## What this task involves
Below are some records. Return exactly the lines from the one containing "if raw.data.len() <" through the one containing "data[start..start + row_bytes].fill((row", both included, and only those.

## Material for the task
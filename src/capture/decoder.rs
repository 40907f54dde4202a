//! Repacks padded hardware frame buffers into tightly packed rows

use tracing::trace;

use super::frame::{DecodedFrame, Orientation, RawFrameBuffer};
use crate::error::{CameraError, CameraResult};

/// Converts raw device buffers into display-ready frames
#[derive(Debug, Clone, Copy, Default)]
pub struct FrameDecoder {
    orientation: Orientation,
}

impl FrameDecoder {
    pub fn new(orientation: Orientation) -> Self {
        Self { orientation }
    }

    pub fn orientation(&self) -> Orientation {
        self.orientation
    }

    /// Decode `raw` into a packed frame, reusing `previous` when its geometry matches.
    ///
    /// Row `r` of the source starts at `r * row_stride`; exactly
    /// `width * pixel_stride` bytes are taken from it and written at
    /// `r * actual_row_bytes` of the output (or at the mirrored row when
    /// flipping). Trailing padding is never copied.
    pub fn decode(
        &self,
        raw: &RawFrameBuffer<'_>,
        previous: Option<DecodedFrame>,
    ) -> CameraResult<DecodedFrame> {
        let geometry = Geometry::validate(raw)?;
        Ok(self.repack(raw, &geometry, previous))
    }

    /// Like [`decode`](Self::decode), taking the reusable buffer out of `spare`
    /// only once the geometry checks out. A rejected frame leaves `spare` untouched.
    pub fn decode_recycling(
        &self,
        raw: &RawFrameBuffer<'_>,
        spare: &mut Option<DecodedFrame>,
    ) -> CameraResult<DecodedFrame> {
        let geometry = Geometry::validate(raw)?;
        Ok(self.repack(raw, &geometry, spare.take()))
    }

    fn repack(
        &self,
        raw: &RawFrameBuffer<'_>,
        geometry: &Geometry,
        previous: Option<DecodedFrame>,
    ) -> DecodedFrame {
        let mut frame = match previous {
            Some(frame) if frame.matches(raw.width, raw.height, geometry.bytes_per_pixel) => frame,
            stale => {
                if let Some(stale) = stale {
                    trace!(
                        "Releasing {}x{} buffer for {}x{} frame",
                        stale.width,
                        stale.height,
                        raw.width,
                        raw.height
                    );
                }
                DecodedFrame {
                    width: raw.width,
                    height: raw.height,
                    bytes_per_pixel: geometry.bytes_per_pixel,
                    sequence: 0,
                    data: vec![0; geometry.packed_len],
                }
            }
        };

        let rows = raw.height as usize;
        let row_bytes = geometry.row_bytes;
        let stride = raw.row_stride as usize;
        let dst = &mut frame.data[..];

        match self.orientation {
            Orientation::Upright if raw.is_packed() => {
                dst.copy_from_slice(&raw.data[..geometry.packed_len]);
            }
            Orientation::Upright => {
                for row in 0..rows {
                    let src = row * stride;
                    let out = row * row_bytes;
                    dst[out..out + row_bytes].copy_from_slice(&raw.data[src..src + row_bytes]);
                }
            }
            Orientation::FlipVertical => {
                for row in 0..rows {
                    let src = row * stride;
                    let out = (rows - 1 - row) * row_bytes;
                    dst[out..out + row_bytes].copy_from_slice(&raw.data[src..src + row_bytes]);
                }
            }
        }

        frame
    }
}

/// Checked sizes derived from a raw buffer
struct Geometry {
    bytes_per_pixel: usize,
    row_bytes: usize,
    packed_len: usize,
}

impl Geometry {
    fn validate(raw: &RawFrameBuffer<'_>) -> CameraResult<Self> {
        let invalid = |msg: String| Err(CameraError::InvalidFrameGeometry(msg));

        if raw.width == 0 || raw.height == 0 {
            return invalid(format!("empty frame {}x{}", raw.width, raw.height));
        }
        if raw.pixel_stride == 0 {
            return invalid("pixel stride is zero".into());
        }

        let bytes_per_pixel = raw.pixel_stride as usize;
        let row_bytes = (raw.width as usize)
            .checked_mul(bytes_per_pixel)
            .ok_or_else(|| CameraError::InvalidFrameGeometry("row size overflows".into()))?;
        let stride = raw.row_stride as usize;
        if stride < row_bytes {
            return invalid(format!(
                "row stride {} shorter than {} pixel bytes",
                stride, row_bytes
            ));
        }

        let rows = raw.height as usize;
        let packed_len = row_bytes
            .checked_mul(rows)
            .ok_or_else(|| CameraError::InvalidFrameGeometry("frame size overflows".into()))?;
        // The last row need not carry its padding
        let required = (rows - 1)
            .checked_mul(stride)
            .and_then(|n| n.checked_add(row_bytes))
            .ok_or_else(|| CameraError::InvalidFrameGeometry("frame size overflows".into()))?;
        if raw.data.len() < required {
            return invalid(format!(
                "buffer holds {} bytes, geometry needs {}",
                raw.data.len(),
                required
            ));
        }

        Ok(Self {
            bytes_per_pixel,
            row_bytes,
            packed_len,
        })
    }
}

#[cfg(test)]
mod tests {
    use super::*;

    /// Rows filled with their index, padding filled with 0xEE
    fn padded_frame(width: u32, height: u32, pixel_stride: u32, row_stride: u32) -> Vec<u8> {
        let row_bytes = (width * pixel_stride) as usize;
        let mut data = vec![0xEE; row_stride as usize * height as usize];
        for row in 0..height as usize {
            let start = row * row_stride as usize;
            data[start..start + row_bytes].fill((row % 251) as u8);
        }
        data
    }

    fn raw(data: &[u8], width: u32, height: u32, pixel_stride: u32, row_stride: u32) -> RawFrameBuffer<'_> {
        RawFrameBuffer {
            width,
            height,
            pixel_stride,
            row_stride,
            data,
        }
    }

    #[test]
    fn packed_source_is_copied_verbatim() {
        let data: Vec<u8> = (0..4 * 3 * 2).map(|i| i as u8).collect();
        let frame = FrameDecoder::default()
            .decode(&raw(&data, 4, 2, 3, 12), None)
            .unwrap();
        assert_eq!(frame.data, data);

        let again = FrameDecoder::default()
            .decode(&raw(&data, 4, 2, 3, 12), None)
            .unwrap();
        assert_eq!(frame, again);
    }

    #[test]
    fn padded_rows_are_stripped() {
        let data = padded_frame(1920, 1080, 4, 7744);
        let input = raw(&data, 1920, 1080, 4, 7744);
        let frame = FrameDecoder::default().decode(&input, None).unwrap();

        assert_eq!(input.actual_row_bytes(), 7680);
        assert_eq!(frame.data.len(), 7680 * 1080);
        assert!(!frame.data.contains(&0xEE));
        for r in 0..1080 {
            assert_eq!(frame.row(r), Some(&data[r * 7744..r * 7744 + 7680]));
        }
    }

    #[test]
    fn last_row_without_padding_is_accepted() {
        let mut data = padded_frame(3, 3, 2, 8);
        data.truncate(8 * 2 + 6);
        let frame = FrameDecoder::default()
            .decode(&raw(&data, 3, 3, 2, 8), None)
            .unwrap();
        assert_eq!(frame.row(2), Some(&[2u8; 6][..]));
        assert_eq!(frame.row(3), None);
    }

    #[test]
    fn flip_reverses_rows_once() {
        let data = padded_frame(2, 3, 1, 4);
        let frame = FrameDecoder::new(Orientation::FlipVertical)
            .decode(&raw(&data, 2, 3, 1, 4), None)
            .unwrap();
        assert_eq!(frame.data, vec![2, 2, 1, 1, 0, 0]);
    }

    #[test]
    fn flip_applies_to_packed_source() {
        let data = vec![1, 1, 2, 2];
        let frame = FrameDecoder::new(Orientation::FlipVertical)
            .decode(&raw(&data, 1, 2, 2, 2), None)
            .unwrap();
        assert_eq!(frame.data, vec![2, 2, 1, 1]);
    }

    #[test]
    fn matching_buffer_is_reused() {
        let data = padded_frame(8, 4, 4, 40);
        let decoder = FrameDecoder::default();
        let first = decoder.decode(&raw(&data, 8, 4, 4, 40), None).unwrap();
        let ptr = first.data.as_ptr();

        let second = decoder.decode(&raw(&data, 8, 4, 4, 40), Some(first)).unwrap();
        assert_eq!(second.data.as_ptr(), ptr);
    }

    #[test]
    fn rejected_frame_keeps_the_spare_buffer() {
        let data = padded_frame(8, 4, 4, 40);
        let decoder = FrameDecoder::default();
        let mut spare = Some(decoder.decode(&raw(&data, 8, 4, 4, 40), None).unwrap());
        let ptr = spare.as_ref().unwrap().data.as_ptr();

        let short = &data[..100];
        assert!(decoder.decode_recycling(&raw(short, 8, 4, 4, 40), &mut spare).is_err());
        assert!(spare.is_some());

        let frame = decoder.decode_recycling(&raw(&data, 8, 4, 4, 40), &mut spare).unwrap();
        assert_eq!(frame.data.as_ptr(), ptr);
        assert!(spare.is_none());
    }

    #[test]
    fn resized_frame_reallocates() {
        let small = padded_frame(4, 4, 4, 16);
        let large = padded_frame(8, 8, 4, 32);
        let decoder = FrameDecoder::default();
        let first = decoder.decode(&raw(&small, 4, 4, 4, 16), None).unwrap();

        let second = decoder.decode(&raw(&large, 8, 8, 4, 32), Some(first)).unwrap();
        assert_eq!((second.width, second.height), (8, 8));
        assert_eq!(second.data.len(), 8 * 8 * 4);
    }

    #[test]
    fn bad_geometry_is_rejected() {
        let data = vec![0u8; 64];
        let decoder = FrameDecoder::default();
        let cases = [
            raw(&data, 0, 4, 4, 16),
            raw(&data, 4, 0, 4, 16),
            raw(&data, 4, 4, 0, 16),
            raw(&data, 4, 4, 4, 12),
            raw(&data, 4, 8, 4, 16),
        ];
        for case in cases {
            assert!(matches!(
                decoder.decode(&case, None),
                Err(CameraError::InvalidFrameGeometry(_))
            ));
        }
    }
}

## Task solution
        if raw.data.len() < required {
            return invalid(format!(
                "buffer holds {} bytes, geometry needs {}",
                raw.data.len(),
                required
            ));
        }

        Ok(Self {
            bytes_per_pixel,
            row_bytes,
            packed_len,
        })
    }
}

#[cfg(test)]
mod tests {
    use super::*;

    /// Rows filled with their index, padding filled with 0xEE
    fn padded_frame(width: u32, height: u32, pixel_stride: u32, row_stride: u32) -> Vec<u8> {
        let row_bytes = (width * pixel_stride) as usize;
        let mut data = vec![0xEE; row_stride as usize * height as usize];
        for row in 0..height as usize {
            let start = row * row_stride as usize;
            data[start..start + row_bytes].fill((row % 251) as u8);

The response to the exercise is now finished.